*GOAL OF THE EXERCISE*:
Word for word, retype the first line of the records and every following line through the one containing "pub const ALL: [Platform;".

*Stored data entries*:
──────────────────────────────

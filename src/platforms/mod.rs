//! Video platforms and identifier extraction.
//!
//! Each supported platform has a handler that turns the raw URL stored in the
//! projects table into the identifier its embed player needs. Extraction never
//! fails loudly: anything unrecognized is simply `None`, and the embed renders
//! a fallback.

mod traits;

pub mod instagram;
pub mod tiktok;
pub mod youtube;

use std::fmt;
use std::str::FromStr;

use serde::{Deserialize, Serialize};

pub use instagram::InstagramHandler;
pub use tiktok::TikTokHandler;
pub use traits::PlatformHandler;
pub use youtube::{is_shorts_url, YouTubeHandler};

static YOUTUBE: YouTubeHandler = YouTubeHandler::new();
static TIKTOK: TikTokHandler = TikTokHandler::new();
static INSTAGRAM: InstagramHandler = InstagramHandler::new();

/// A supported social video platform.
#[derive(Debug, Clone, Copy, PartialEq, Eq, Hash, Serialize, Deserialize)]
#[serde(rename_all = "lowercase")]
pub enum Platform {
    #[serde(rename = "youtube")]
    YouTube,
    #[serde(rename = "tiktok")]
    TikTok,
    Instagram,
}

impl Platform {
    /// All platforms in showcase order.
    pub const ALL: [Platform; 3] = [Self::TikTok, Self::YouTube, Self::Instagram];

    /// Value stored in the `platform` column.
    #[must_use]
    pub const fn as_str(&self) -> &'static str {
        match self {
            Self::YouTube => "youtube",
            Self::TikTok => "tiktok",
            Self::Instagram => "instagram",
        }
    }

    #[must_use]
    pub const fn display_name(&self) -> &'static str {
        match self {
            Self::YouTube => "YouTube",
            Self::TikTok => "TikTok",
            Self::Instagram => "Instagram",
        }
    }

    /// Short description shown on the platform card.
    #[must_use]
    pub const fn subtitle(&self) -> &'static str {
        match self {
            Self::YouTube => "Long Videos",
            Self::TikTok => "Short Videos",
            Self::Instagram => "Reels",
        }
    }

    /// Extract this platform's video identifier from a raw URL.
    #[must_use]
    pub fn extract_identifier(&self, url: &str) -> Option<String> {
        handler_for(*self).extract_identifier(url)
    }
}

impl fmt::Display for Platform {
    fn fmt(&self, f: &mut fmt::Formatter<'_>) -> fmt::Result {
        f.write_str(self.as_str())
    }
}

/// Error returned when a string names no supported platform.
#[derive(Debug, Clone, PartialEq, Eq, thiserror::Error)]
#[error("unknown platform: {0}")]
pub struct UnknownPlatform(pub String);

impl FromStr for Platform {
    type Err = UnknownPlatform;

    fn from_str(s: &str) -> Result<Self, Self::Err> {
        match s.trim().to_lowercase().as_str() {
            "youtube" => Ok(Self::YouTube),
            "tiktok" => Ok(Self::TikTok),
            "instagram" => Ok(Self::Instagram),
            _ => Err(UnknownPlatform(s.to_string())),
        }
    }
}

/// Get the handler for a platform.
#[must_use]
pub fn handler_for(platform: Platform) -> &'static dyn PlatformHandler {
    match platform {
        Platform::YouTube => &YOUTUBE,
        Platform::TikTok => &TIKTOK,
        Platform::Instagram => &INSTAGRAM,
    }
}

/// Extract a video identifier given the raw platform column value.
///
/// Unknown platforms and unrecognized URLs both yield `None`.
#[must_use]
pub fn extract_identifier(platform: &str, url: &str) -> Option<String> {
    platform
        .parse::<Platform>()
        .ok()
        .and_then(|p| p.extract_identifier(url))
}
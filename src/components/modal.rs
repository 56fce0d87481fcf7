//! Gallery dialog for one platform.

use maud::{html, Markup, PreEscaped, Render};

use super::alert::Alert;
use super::embed::VideoEmbed;
use super::pagination::Pagination;
use crate::gallery::{GalleryView, Paginator, CLOSE_KEY};
use crate::platforms::Platform;

/// Where the close button and the Escape key send the visitor.
pub const CLOSE_HREF: &str = "/#portfolio";

/// Browser side of [`GalleryDialog::on_key`](crate::gallery::GalleryDialog::on_key).
///
/// Only emitted while a dialog is rendered, so it lives and dies with the
/// dialog.
fn close_key_script() -> String {
    format!(
        r#"document.addEventListener('keydown', function (e) {{
    if (e.key === '{CLOSE_KEY}') {{ window.location.href = '{CLOSE_HREF}'; }}
}});"#
    )
}

/// Gallery URL for a platform.
#[must_use]
pub fn gallery_url(platform: Platform) -> String {
    format!("/gallery/{}", platform.as_str())
}

/// Modal dialog showing one platform's projects.
#[derive(Debug, Clone, Copy)]
pub struct PlatformModal<'a> {
    view: GalleryView<'a>,
}

impl<'a> PlatformModal<'a> {
    #[must_use]
    pub const fn new(view: GalleryView<'a>) -> Self {
        Self { view }
    }

    fn platform(&self) -> Option<Platform> {
        match self.view {
            GalleryView::Closed => None,
            GalleryView::Loading(p) | GalleryView::Failed(p, _) | GalleryView::Empty(p) => Some(p),
            GalleryView::Page { platform, .. } => Some(platform),
        }
    }

    fn render_header(&self, platform: Platform) -> Markup {
        let (count, page_info) = match self.view {
            GalleryView::Page {
                total_items,
                page,
                total_pages,
                ..
            } => (
                Some(total_items),
                (total_pages > 1).then(|| format!(" \u{2022} Page {page}/{total_pages}")),
            ),
            GalleryView::Empty(_) => (Some(0), None),
            _ => (None, None),
        };

        html! {
            header class=(format!("modal-header {}", platform.as_str())) {
                div {
                    h2 id="gallery-title" { (platform.display_name()) " Projects" }
                    @if let Some(count) = count {
                        p class="modal-subtitle" {
                            (count) " video" @if count != 1 { "s" }
                            @if let Some(info) = &page_info { (info) }
                        }
                    }
                }
                a class="modal-close" href=(CLOSE_HREF) aria-label="Close" { "\u{2715}" }
            }
        }
    }

    fn render_body(&self, platform: Platform) -> Markup {
        match self.view {
            GalleryView::Closed => html! {},
            GalleryView::Loading(_) => html! {
                div class="spinner" role="status" aria-label="Loading" {}
            },
            GalleryView::Failed(_, message) => html! { (Alert::error(message)) },
            GalleryView::Empty(_) => {
                let message = format!("No projects yet for {}", platform.display_name());
                html! { (Alert::info(&message)) }
            }
            GalleryView::Page {
                items,
                page,
                total_items,
                ..
            } => html! {
                div class="project-list" {
                    @for project in items {
                        article class="project" data-project-id=(project.id) {
                            (VideoEmbed::for_project(project))
                        }
                    }
                }
                (Pagination::new(page, Paginator::new(total_items), &gallery_url(platform)))
            },
        }
    }
}

impl Render for PlatformModal<'_> {
    fn render(&self) -> Markup {
        let Some(platform) = self.platform() else {
            return html! {};
        };

        html! {
            div class="modal-backdrop" {
                a class="modal-dismiss" href=(CLOSE_HREF) tabindex="-1" aria-hidden="true" {}
                div class="modal" role="dialog" aria-modal="true" aria-labelledby="gallery-title" {
                    (self.render_header(platform))
                    div class="modal-content" {
                        (self.render_body(platform))
                    }
                }
            }
            script { (PreEscaped(close_key_script())) }
        }
    }
}
//! Editor portfolio library.
//!
//! A server-rendered portfolio site for a video editor: a biography section
//! and a per-platform gallery of YouTube, TikTok, and Instagram videos read
//! from a hosted `projects` table.

// Inline scripts and JSON fixtures are written as raw strings
#![allow(clippy::needless_raw_string_hashes)]

pub mod components;
pub mod config;
pub mod constants;
pub mod gallery;
pub mod platforms;
pub mod projects;
pub mod web;
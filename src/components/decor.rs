//! Decorative background layers.
//!
//! These carry no state; the layout only asks them for markup.

use std::fmt::Write as _;

use maud::{html, Markup};
use rand::Rng;

/// Something that renders a purely decorative layer behind the page.
pub trait Decoration: Send + Sync {
    fn render_layer(&self) -> Markup;
}

/// No decorative layer.
#[derive(Debug, Clone, Copy, Default)]
pub struct NoDecoration;

impl Decoration for NoDecoration {
    fn render_layer(&self) -> Markup {
        html! {}
    }
}

/// A field of slowly twinkling stars at random positions.
#[derive(Debug, Clone, Copy)]
pub struct Starfield {
    count: usize,
}

impl Starfield {
    #[must_use]
    pub const fn new(count: usize) -> Self {
        Self { count }
    }
}

impl Decoration for Starfield {
    fn render_layer(&self) -> Markup {
        let mut rng = rand::thread_rng();
        let stars: Vec<String> = (0..self.count)
            .map(|_| {
                let mut style = String::new();
                let _ = write!(
                    style,
                    "left:{:.2}%;top:{:.2}%;--size:{:.1}px;animation-delay:{:.1}s",
                    rng.gen_range(0.0..100.0),
                    rng.gen_range(0.0..100.0),
                    rng.gen_range(1.0..3.0),
                    rng.gen_range(0.0..8.0),
                );
                style
            })
            .collect();

        html! {
            div class="starfield" aria-hidden="true" {
                @for style in &stars {
                    span class="star" style=(style) {}
                }
            }
        }
    }
}
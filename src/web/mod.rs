mod pages;
mod routes;

use std::future::Future;
use std::net::SocketAddr;
use std::path::PathBuf;
use std::sync::Arc;

use anyhow::{Context, Result};
use axum::Router;
use tower_http::compression::CompressionLayer;
use tower_http::services::ServeDir;
use tower_http::trace::TraceLayer;
use tracing::info;

use crate::components::{Decoration, NoDecoration, Starfield};
use crate::config::Config;
use crate::projects::ProjectSource;

pub use pages::{render_home, render_not_found};

/// Shared application state.
#[derive(Clone)]
pub struct AppState {
    pub projects: Arc<dyn ProjectSource>,
    pub config: Arc<Config>,
    pub decoration: Arc<dyn Decoration>,
}

impl AppState {
    /// Build state from configuration, choosing the decorative layer.
    #[must_use]
    pub fn new(config: Config, projects: Arc<dyn ProjectSource>) -> Self {
        let decoration: Arc<dyn Decoration> = if config.decorations_enabled {
            Arc::new(Starfield::new(config.star_count))
        } else {
            Arc::new(NoDecoration)
        };

        Self {
            projects,
            config: Arc::new(config),
            decoration,
        }
    }
}

/// Start the web server and run until `shutdown` resolves.
///
/// # Errors
///
/// Returns an error if the server fails to start.
pub async fn serve(state: AppState, shutdown: impl Future<Output = ()> + Send + 'static) -> Result<()> {
    let addr: SocketAddr = format!("{}:{}", state.config.web_host, state.config.web_port)
        .parse()
        .context("Invalid web server address")?;

    let app = create_app(state);

    info!(addr = %addr, "Starting HTTP web server");

    let listener = tokio::net::TcpListener::bind(addr)
        .await
        .context("Failed to bind web server")?;

    axum::serve(listener, app)
        .with_graceful_shutdown(shutdown)
        .await
        .context("Web server error")?;

    Ok(())
}

/// Create the main application router.
pub fn create_app(state: AppState) -> Router {
    let static_dir = find_static_dir();
    info!(static_dir = ?static_dir, "Serving static files");

    Router::new()
        .merge(routes::router())
        .nest_service("/static", ServeDir::new(&static_dir))
        .layer(CompressionLayer::new())
        .layer(TraceLayer::new_for_http())
        .with_state(state)
}

/// Find the static files directory.
///
/// Checks in order:
/// 1. ./static (development)
/// 2. /usr/share/editor-portfolio/static (installed)
/// 3. Falls back to ./static
fn find_static_dir() -> PathBuf {
    let candidates = [
        PathBuf::from("./static"),
        PathBuf::from("/usr/share/editor-portfolio/static"),
    ];

    for path in &candidates {
        if path.is_dir() {
            return path.clone();
        }
    }

    PathBuf::from("./static")
}
use regex::Regex;

use super::traits::PlatformHandler;
use super::Platform;

// TikTok numeric IDs have no fixed length.
static PATTERNS: std::sync::LazyLock<Vec<Regex>> =
    std::sync::LazyLock::new(|| vec![Regex::new(r"video/(\d+)").unwrap()]);

static USERNAME: std::sync::LazyLock<Regex> =
    std::sync::LazyLock::new(|| Regex::new(r"@([^/]+)").unwrap());

pub struct TikTokHandler;

impl TikTokHandler {
    #[must_use]
    pub const fn new() -> Self {
        Self
    }
}

impl Default for TikTokHandler {
    fn default() -> Self {
        Self::new()
    }
}

impl PlatformHandler for TikTokHandler {
    fn platform(&self) -> Platform {
        Platform::TikTok
    }

    fn url_patterns(&self) -> &[Regex] {
        &PATTERNS
    }
}

/// Extract the `@handle` from a TikTok URL for embed attribution.
///
/// Falls back to `user` when the URL has no handle segment.
#[must_use]
pub fn username(url: &str) -> String {
    USERNAME
        .captures(url)
        .and_then(|caps| caps.get(1))
        .map_or_else(|| "user".to_string(), |m| m.as_str().to_string())
}
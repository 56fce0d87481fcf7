use std::cmp::Ordering;

use serde::{Deserialize, Deserializer, Serialize};

use crate::platforms::Platform;

/// One row of the hosted `projects` table.
///
/// Rows are created by hand in the database dashboard, so nothing here is
/// validated beyond its JSON shape.
#[derive(Debug, Clone, PartialEq, Eq, Serialize, Deserialize)]
pub struct Project {
    #[serde(deserialize_with = "opaque_id")]
    pub id: String,
    /// Raw platform column value. See [`Project::platform`].
    pub platform: String,
    pub video_url: String,
    pub year: i32,
    #[serde(default)]
    pub order_index: i32,
    #[serde(default)]
    pub created_at: Option<String>,
}

impl Project {
    /// Parsed platform, or `None` for values outside the supported set.
    #[must_use]
    pub fn platform(&self) -> Option<Platform> {
        self.platform.parse().ok()
    }

    /// Video identifier for the embed player, if the URL is recognized.
    #[must_use]
    pub fn identifier(&self) -> Option<String> {
        self.platform()
            .and_then(|p| p.extract_identifier(&self.video_url))
    }
}

/// Gallery ordering: newest year first, then manual order within a year.
#[must_use]
pub fn gallery_order(a: &Project, b: &Project) -> Ordering {
    b.year
        .cmp(&a.year)
        .then_with(|| a.order_index.cmp(&b.order_index))
}

/// Sort projects into gallery order.
pub fn sort_projects(projects: &mut [Project]) {
    projects.sort_by(gallery_order);
}

/// Accept either a string or a numeric primary key.
fn opaque_id<'de, D>(deserializer: D) -> Result<String, D::Error>
where
    D: Deserializer<'de>,
{
    #[derive(Deserialize)]
    #[serde(untagged)]
    enum RawId {
        Text(String),
        Number(serde_json::Number),
    }

    Ok(match RawId::deserialize(deserializer)? {
        RawId::Text(s) => s,
        RawId::Number(n) => n.to_string(),
    })
}

#[cfg(test)]
mod tests {
    use super::*;

    fn project(id: &str, year: i32, order_index: i32) -> Project {
        Project {
            id: id.to_string(),
            platform: "youtube".to_string(),
            video_url: String::new(),
            year,
            order_index,
            created_at: None,
        }
    }

    #[test]
    fn test_deserialize_row() {
        let json = r#"{
            "id": "6f1c3a52-6c0e-4a8e-9f5e-0d3b4c1e2a11",
            "platform": "tiktok",
            "video_url": "https://www.tiktok.com/@user/video/7123456789012345678",
            "year": 2024,
            "order_index": 2,
            "created_at": "2024-05-01T10:00:00.000000+00:00"
        }"#;
        let row: Project = serde_json::from_str(json).unwrap();
        assert_eq!(row.id, "6f1c3a52-6c0e-4a8e-9f5e-0d3b4c1e2a11");
        assert_eq!(row.platform(), Some(Platform::TikTok));
        assert_eq!(row.identifier(), Some("7123456789012345678".to_string()));
    }

    #[test]
    fn test_deserialize_numeric_id_and_missing_optional_columns() {
        let json = r#"{"id": 42, "platform": "youtube", "video_url": "", "year": 2023}"#;
        let row: Project = serde_json::from_str(json).unwrap();
        assert_eq!(row.id, "42");
        assert_eq!(row.order_index, 0);
        assert!(row.created_at.is_none());
        assert_eq!(row.identifier(), None);
    }

    #[test]
    fn test_unknown_platform_has_no_identifier() {
        let mut row = project("1", 2024, 0);
        row.platform = "vimeo".to_string();
        row.video_url = "https://www.youtube.com/watch?v=dQw4w9WgXcQ".to_string();
        assert_eq!(row.platform(), None);
        assert_eq!(row.identifier(), None);
    }

    #[test]
    fn test_sort_projects() {
        let mut rows = vec![
            project("a", 2022, 1),
            project("b", 2024, 2),
            project("c", 2024, 0),
            project("d", 2023, 5),
        ];
        sort_projects(&mut rows);
        let ids: Vec<_> = rows.iter().map(|p| p.id.as_str()).collect();
        assert_eq!(ids, ["c", "b", "d", "a"]);
    }
}
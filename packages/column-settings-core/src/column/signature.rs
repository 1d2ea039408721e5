//! Order-independent schema fingerprints.

use std::collections::BTreeSet;

use super::{identity_with_prefix, ColumnDescriptor, DEFAULT_POSITIONAL_PREFIX};

/// Separator between identities in a signature.
pub const DEFAULT_SIGNATURE_SEPARATOR: &str = "|";

/// Fingerprints the identity set of a column schema.
///
/// Identities are deduplicated and sorted, so two schemas holding the same
/// columns in a different order share a signature.
pub fn signature_of(descriptors: &[ColumnDescriptor]) -> String {
    signature_with_separator(
        descriptors,
        DEFAULT_SIGNATURE_SEPARATOR,
        DEFAULT_POSITIONAL_PREFIX,
    )
}

/// Same as [`signature_of`] with a custom separator and positional prefix.
pub fn signature_with_separator(
    descriptors: &[ColumnDescriptor],
    separator: &str,
    positional_prefix: &str,
) -> String {
    let identities: BTreeSet<String> = descriptors
        .iter()
        .enumerate()
        .map(|(index, descriptor)| identity_with_prefix(descriptor, index, positional_prefix))
        .collect();

    identities.into_iter().collect::<Vec<_>>().join(separator)
}
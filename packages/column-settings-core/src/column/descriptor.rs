//! Caller-owned column definitions.

use serde::{Deserialize, Serialize};

/// Side of the grid a column is fixed to.
#[derive(Debug, Clone, Copy, PartialEq, Eq, Hash, Serialize, Deserialize)]
#[serde(rename_all = "lowercase")]
pub enum FixedSide {
    Left,
    Right,
}

impl FixedSide {
    pub fn as_str(&self) -> &'static str {
        match self {
            FixedSide::Left => "left",
            FixedSide::Right => "right",
        }
    }

    /// Region rank: left-fixed 0, unfixed 1, right-fixed 2.
    pub fn rank(side: Option<FixedSide>) -> u8 {
        match side {
            Some(FixedSide::Left) => 0,
            None => 1,
            Some(FixedSide::Right) => 2,
        }
    }
}

impl std::fmt::Display for FixedSide {
    fn fmt(&self, f: &mut std::fmt::Formatter<'_>) -> std::fmt::Result {
        f.write_str(self.as_str())
    }
}

/// Logical definition of a table column.
///
/// Every field is optional; absent values fall back to reconciler
/// defaults.
#[derive(Debug, Clone, Default, PartialEq, Eq, Serialize, Deserialize)]
#[serde(default)]
pub struct ColumnDescriptor {
    /// Explicit identity
    #[serde(skip_serializing_if = "Option::is_none")]
    pub id: Option<String>,
    /// Field key of the row data
    #[serde(skip_serializing_if = "Option::is_none")]
    pub prop: Option<String>,
    /// Header label
    #[serde(skip_serializing_if = "Option::is_none")]
    pub label: Option<String>,
    /// Type tag (e.g. "action", "selection")
    #[serde(rename = "type", skip_serializing_if = "Option::is_none")]
    pub column_type: Option<String>,
    /// Default visibility
    #[serde(skip_serializing_if = "Option::is_none")]
    pub show: Option<bool>,
    /// Default reorderability
    #[serde(skip_serializing_if = "Option::is_none")]
    pub sort: Option<bool>,
    /// Default pinned flag
    #[serde(skip_serializing_if = "Option::is_none")]
    pub pinned: Option<bool>,
    /// Default fixed side
    #[serde(skip_serializing_if = "Option::is_none")]
    pub fixed: Option<FixedSide>,
}

impl ColumnDescriptor {
    /// Creates a descriptor with an explicit identity.
    pub fn with_id(id: impl Into<String>) -> Self {
        Self {
            id: Some(id.into()),
            ..Default::default()
        }
    }

    /// Creates a descriptor keyed by a row field.
    pub fn with_prop(prop: impl Into<String>) -> Self {
        Self {
            prop: Some(prop.into()),
            ..Default::default()
        }
    }

    pub fn label(mut self, label: impl Into<String>) -> Self {
        self.label = Some(label.into());
        self
    }

    pub fn column_type(mut self, column_type: impl Into<String>) -> Self {
        self.column_type = Some(column_type.into());
        self
    }

    pub fn show(mut self, show: bool) -> Self {
        self.show = Some(show);
        self
    }

    pub fn sort(mut self, sort: bool) -> Self {
        self.sort = Some(sort);
        self
    }

    pub fn pinned(mut self, pinned: bool) -> Self {
        self.pinned = Some(pinned);
        self
    }

    pub fn fixed(mut self, side: FixedSide) -> Self {
        self.fixed = Some(side);
        self
    }
}
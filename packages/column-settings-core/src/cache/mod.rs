//! Defensive cache layer over a fallible key-value store.
//!
//! Read failures yield "absent", write and remove failures are logged and
//! swallowed. A record that fails structural validation is deleted on read;
//! a valid record with the wrong schema version is left untouched.

mod record;
mod validation;


pub use record::{CacheRecord, CachedColumn};
pub use validation::validate_record;

use std::sync::Arc;

use crate::config::{ReconcilerConfig, RetryPolicy};
use crate::error::RecordError;
use crate::store::{retry_transient, KeyValueStore};

/// Outcome of looking up a cache record.
#[derive(Debug, Clone, PartialEq, Eq)]
pub enum CacheStatus {
    /// Store could not be reached
    Unavailable,
    /// No record under the key
    Missing,
    /// Stored bytes failed structural validation
    Corrupt(RecordError),
    /// Valid record written against another schema version
    Stale { found: String },
    /// Applicable record
    Valid(CacheRecord),
}

/// Cache store wrapping a shared key-value backend.
#[derive(Clone)]
pub struct CacheStore {
    store: Arc<dyn KeyValueStore>,
    probe_key: String,
    retry: RetryPolicy,
}

impl std::fmt::Debug for CacheStore {
    fn fmt(&self, f: &mut std::fmt::Formatter<'_>) -> std::fmt::Result {
        f.debug_struct("CacheStore")
            .field("probe_key", &self.probe_key)
            .field("retry", &self.retry)
            .finish_non_exhaustive()
    }
}

impl CacheStore {
    /// Creates a cache store over the given backend.
    pub fn new(store: Arc<dyn KeyValueStore>, config: &ReconcilerConfig) -> Self {
        Self {
            store,
            probe_key: config.probe_key.clone(),
            retry: config.retry,
        }
    }

    /// Returns the underlying backend.
    pub fn backend(&self) -> &Arc<dyn KeyValueStore> {
        &self.store
    }

    /// Checks that the backend accepts a harmless write and delete.
    pub fn probe(&self) -> bool {
        let written = self.store.set(&self.probe_key, "1");
        let removed = self.store.remove(&self.probe_key);
        match written.and(removed) {
            Ok(()) => true,
            Err(e) => {
                tracing::debug!("Column settings storage unavailable: {}", e);
                false
            }
        }
    }

    /// Classifies the record under `key` without deleting or rewriting it.
    ///
    /// Availability is probed first, which writes and removes the probe key.
    pub fn inspect(&self, key: &str, expected_version: &str) -> CacheStatus {
        if !self.probe() {
            return CacheStatus::Unavailable;
        }

        let raw = match retry_transient(&self.retry, "read", key, || self.store.get(key)) {
            Ok(Some(raw)) => raw,
            Ok(None) => return CacheStatus::Missing,
            Err(e) => {
                tracing::debug!("Failed to read column settings '{}': {}", key, e);
                return CacheStatus::Unavailable;
            }
        };

        match CacheRecord::parse(&raw) {
            Ok(record) if record.version == expected_version => CacheStatus::Valid(record),
            Ok(record) => CacheStatus::Stale {
                found: record.version,
            },
            Err(e) => CacheStatus::Corrupt(e),
        }
    }

    /// Reads the applicable record for a key.
    ///
    /// Corrupt records are removed as a side effect. Stale records are kept,
    /// since the schema may revert to the version they were written for.
    pub fn read(&self, key: &str, expected_version: &str) -> Option<CacheRecord> {
        match self.inspect(key, expected_version) {
            CacheStatus::Valid(record) => {
                tracing::debug!("Applying cached column settings for '{}'", key);
                Some(record)
            }
            CacheStatus::Corrupt(e) => {
                tracing::warn!("Discarding corrupt column settings '{}': {}", key, e);
                self.remove(key);
                None
            }
            CacheStatus::Stale { found } => {
                tracing::debug!(
                    "Ignoring column settings '{}': version '{}' does not match '{}'",
                    key,
                    found,
                    expected_version
                );
                None
            }
            CacheStatus::Missing | CacheStatus::Unavailable => None,
        }
    }

    /// Writes a record, swallowing any failure.
    pub fn write(&self, key: &str, record: &CacheRecord) {
        let json = record.to_json();
        if let Err(e) = retry_transient(&self.retry, "write", key, || self.store.set(key, &json)) {
            tracing::warn!("Failed to save column settings '{}': {}", key, e);
        }
    }

    /// Removes a record, swallowing any failure.
    pub fn remove(&self, key: &str) {
        if let Err(e) = retry_transient(&self.retry, "remove", key, || self.store.remove(key)) {
            tracing::warn!("Failed to remove column settings '{}': {}", key, e);
        }
    }
}
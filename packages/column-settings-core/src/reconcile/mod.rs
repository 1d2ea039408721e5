//! Reconciliation of the live column schema with persisted customizations.

mod drag;
mod persistence;
mod sort;
mod table;
mod toggle;


pub use drag::{can_move, finish_drag, move_setting};
pub use persistence::{visible_columns, PersistenceFacade};
pub use sort::{is_region_banded, sort_settings};
pub use table::{SettingsListener, TableSettings};
pub use toggle::{set_all_shown, set_fixed, set_pinned, set_shown};

use std::collections::HashSet;
use std::sync::Arc;

use crate::cache::{CacheRecord, CacheStore};
use crate::column::{identity_with_prefix, signature_with_separator, ColumnDescriptor, ColumnSetting};
use crate::config::ReconcilerConfig;
use crate::store::KeyValueStore;

/// Builds canonical settings lists from a column schema and its cache.
#[derive(Debug, Clone)]
pub struct SettingsReconciler {
    cache: CacheStore,
    config: ReconcilerConfig,
}

impl SettingsReconciler {
    /// Creates a reconciler over the given backend.
    pub fn new(store: Arc<dyn KeyValueStore>, config: ReconcilerConfig) -> Self {
        Self {
            cache: CacheStore::new(store, &config),
            config,
        }
    }

    pub fn cache(&self) -> &CacheStore {
        &self.cache
    }

    pub fn config(&self) -> &ReconcilerConfig {
        &self.config
    }

    /// Schema signature under this reconciler's policy.
    pub fn signature(&self, descriptors: &[ColumnDescriptor]) -> String {
        signature_with_separator(
            descriptors,
            &self.config.signature_separator,
            &self.config.positional_prefix,
        )
    }

    /// Produces the settings list for a schema, in final display order.
    ///
    /// With `use_cache` the record under `cache_key` is applied if it matches
    /// the schema signature; otherwise descriptor and type defaults win.
    pub fn rebuild(
        &self,
        descriptors: &[ColumnDescriptor],
        cache_key: &str,
        use_cache: bool,
    ) -> Vec<ColumnSetting> {
        let version = self.signature(descriptors);
        let cached = if use_cache {
            self.cache.read(cache_key, &version)
        } else {
            None
        };

        let mut settings = self.build_settings(descriptors, cached.as_ref());
        sort_settings(&mut settings);

        tracing::debug!(
            "Rebuilt {} column settings for '{}' (cache {})",
            settings.len(),
            cache_key,
            if cached.is_some() { "applied" } else { "absent" }
        );
        settings
    }

    fn build_settings(
        &self,
        descriptors: &[ColumnDescriptor],
        cached: Option<&CacheRecord>,
    ) -> Vec<ColumnSetting> {
        let persisted_order = cached.map(CacheRecord::order_index).unwrap_or_default();
        let mut seen = HashSet::with_capacity(descriptors.len());

        descriptors
            .iter()
            .enumerate()
            .map(|(index, descriptor)| {
                let mut id =
                    identity_with_prefix(descriptor, index, &self.config.positional_prefix);
                if !seen.insert(id.clone()) {
                    let unique = format!("{}#{}", id, index);
                    tracing::warn!(
                        "Duplicate column identity '{}' at index {}, using '{}'",
                        id,
                        index,
                        unique
                    );
                    id = unique;
                    seen.insert(id.clone());
                }

                let column_type = descriptor.column_type.as_deref();
                let override_ = cached.and_then(|record| record.columns.get(&id));

                let pinned = override_
                    .and_then(|c| c.pinned)
                    .or(descriptor.pinned)
                    .unwrap_or(false);
                let base_sort =
                    !self.config.is_locked_type(column_type) && descriptor.sort.unwrap_or(true);
                let sort = base_sort && !pinned;

                let fixed = override_
                    .and_then(|c| c.fixed)
                    .or(descriptor.fixed)
                    .or_else(|| self.config.fixed_side_for(column_type));

                let order = if sort {
                    persisted_order.get(id.as_str()).copied().unwrap_or(index)
                } else {
                    index
                };

                let show = override_
                    .map(|c| c.show)
                    .or(descriptor.show)
                    .unwrap_or(true);

                let label = descriptor
                    .label
                    .as_deref()
                    .filter(|l| !l.is_empty())
                    .or_else(|| self.config.label_for(column_type))
                    .or(descriptor.prop.as_deref().filter(|p| !p.is_empty()))
                    .unwrap_or(&id)
                    .to_string();

                ColumnSetting {
                    label,
                    show,
                    order,
                    sort,
                    pinned,
                    fixed,
                    prop: descriptor.prop.clone(),
                    column_type: descriptor.column_type.clone(),
                    base_sort,
                    id,
                }
            })
            .collect()
    }
}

──────────────────────────────

*RESPONSE FOR THIS EXERCISE*:
filename src/platforms/mod.rs
//! Video platforms and identifier extraction.
//!
//! Each supported platform has a handler that turns the raw URL stored in the
//! projects table into the identifier its embed player needs. Extraction never
//! fails loudly: anything unrecognized is simply `None`, and the embed renders
//! a fallback.

mod traits;

pub mod instagram;
pub mod tiktok;
pub mod youtube;

use std::fmt;
use std::str::FromStr;

use serde::{Deserialize, Serialize};

pub use instagram::InstagramHandler;
pub use tiktok::TikTokHandler;
pub use traits::PlatformHandler;
pub use youtube::{is_shorts_url, YouTubeHandler};

static YOUTUBE: YouTubeHandler = YouTubeHandler::new();
static TIKTOK: TikTokHandler = TikTokHandler::new();
static INSTAGRAM: InstagramHandler = InstagramHandler::new();

/// A supported social video platform.
#[derive(Debug, Clone, Copy, PartialEq, Eq, Hash, Serialize, Deserialize)]
#[serde(rename_all = "lowercase")]
pub enum Platform {
    #[serde(rename = "youtube")]
    YouTube,
    #[serde(rename = "tiktok")]
    TikTok,
    Instagram,
}

impl Platform {
    /// All platforms in showcase order.
    pub const ALL: [Platform; 3] = [Self::TikTok, Self::YouTube, Self::Instagram];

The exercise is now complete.